//! Per-column scaling

use crate::dataset;
use crate::error::{FeatForgeError, Result};
use crate::transforms::{f64_series, with_series, Lineage};
use ndarray::Array1;
use polars::prelude::*;
use serde::{Deserialize, Serialize};
use std::collections::BTreeMap;

#[derive(Debug, Clone, Copy, PartialEq, Eq, Serialize, Deserialize)]
#[serde(rename_all = "snake_case")]
pub enum ScaleMethod {
    /// (x - min) / (max - min)
    MinMax,
    /// (x - mean) / std
    Standard,
    /// (x - median) / (q_high - q_low), range configurable per column
    Robust,
}

#[derive(Debug, Clone, Serialize, Deserialize)]
pub struct ScaleParams {
    pub transformation_options: BTreeMap<String, ScaleMethod>,
    #[serde(default)]
    pub quantile_range: BTreeMap<String, (f64, f64)>,
}

#[derive(Debug, Clone)]
struct FittedScale {
    center: f64,
    scale: f64,
}

/// Rewrites numeric columns in place with min-max, standard, or robust
/// scaling. Center/scale are fitted on the training frame.
#[derive(Debug, Clone)]
pub struct ScaleTransformation {
    transformation_options: BTreeMap<String, ScaleMethod>,
    quantile_range: BTreeMap<String, (f64, f64)>,
    fitted: BTreeMap<String, FittedScale>,
}

impl ScaleTransformation {
    pub fn new(params: ScaleParams) -> Self {
        Self {
            transformation_options: params.transformation_options,
            quantile_range: params.quantile_range,
            fitted: BTreeMap::new(),
        }
    }

    pub fn params(&self) -> ScaleParams {
        ScaleParams {
            transformation_options: self.transformation_options.clone(),
            quantile_range: self.quantile_range.clone(),
        }
    }

    pub fn fit(&mut self, x: &DataFrame, _y: Option<&Array1<f64>>) -> Result<()> {
        self.fitted.clear();

        for (column, method) in &self.transformation_options {
            let mut values = dataset::column_f64_dropna(x, column)?;
            if values.is_empty() {
                return Err(FeatForgeError::DataError(format!(
                    "column '{column}' has no non-null values"
                )));
            }
            values.sort_by(|a, b| a.partial_cmp(b).unwrap_or(std::cmp::Ordering::Equal));
            let n = values.len() as f64;

            let (center, scale) = match method {
                ScaleMethod::MinMax => {
                    let min = values[0];
                    let max = values[values.len() - 1];
                    (min, max - min)
                }
                ScaleMethod::Standard => {
                    let mean = values.iter().sum::<f64>() / n;
                    let std = (values.iter().map(|v| (v - mean).powi(2)).sum::<f64>()
                        / (n - 1.0).max(1.0))
                    .sqrt();
                    (mean, std)
                }
                ScaleMethod::Robust => {
                    let (q_low, q_high) = self
                        .quantile_range
                        .get(column)
                        .copied()
                        .unwrap_or((25.0, 75.0));
                    let median = Self::percentile(&values, 0.5);
                    let spread = Self::percentile(&values, q_high / 100.0)
                        - Self::percentile(&values, q_low / 100.0);
                    (median, spread)
                }
            };

            self.fitted.insert(
                column.clone(),
                FittedScale {
                    center,
                    scale: if scale.abs() <= 1e-12 { 1.0 } else { scale },
                },
            );
        }

        Ok(())
    }

    pub fn transform(&self, x: &DataFrame) -> Result<DataFrame> {
        let mut result = x.clone();

        for column in self.transformation_options.keys() {
            let fitted = self.fitted.get(column).ok_or(FeatForgeError::NotFitted)?;
            let values: Vec<Option<f64>> = dataset::column_f64(&result, column)?
                .into_iter()
                .map(|v| v.map(|v| (v - fitted.center) / fitted.scale))
                .collect();
            result = with_series(&result, f64_series(column, values))?;
        }

        Ok(result)
    }

    pub fn lineage(&self) -> Lineage {
        Lineage::new()
    }

    fn percentile(sorted: &[f64], q: f64) -> f64 {
        let pos = q * (sorted.len() - 1) as f64;
        let lo = pos.floor() as usize;
        let hi = pos.ceil() as usize;
        if lo == hi {
            sorted[lo]
        } else {
            sorted[lo] + (pos - lo as f64) * (sorted[hi] - sorted[lo])
        }
    }
}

■ ■ ■ ■ ■ ■ ■

What needs to be done
Proceeding from the line containing "has no non-null" through the line containing "let min = values[0];", transcribe the lines above exactly, both end lines included.

Your response
                    "column '{column}' has no non-null values"
                )));
            }
            values.sort_by(|a, b| a.partial_cmp(b).unwrap_or(std::cmp::Ordering::Equal));
            let n = values.len() as f64;

            let (center, scale) = match method {
                ScaleMethod::MinMax => {
                    let min = values[0];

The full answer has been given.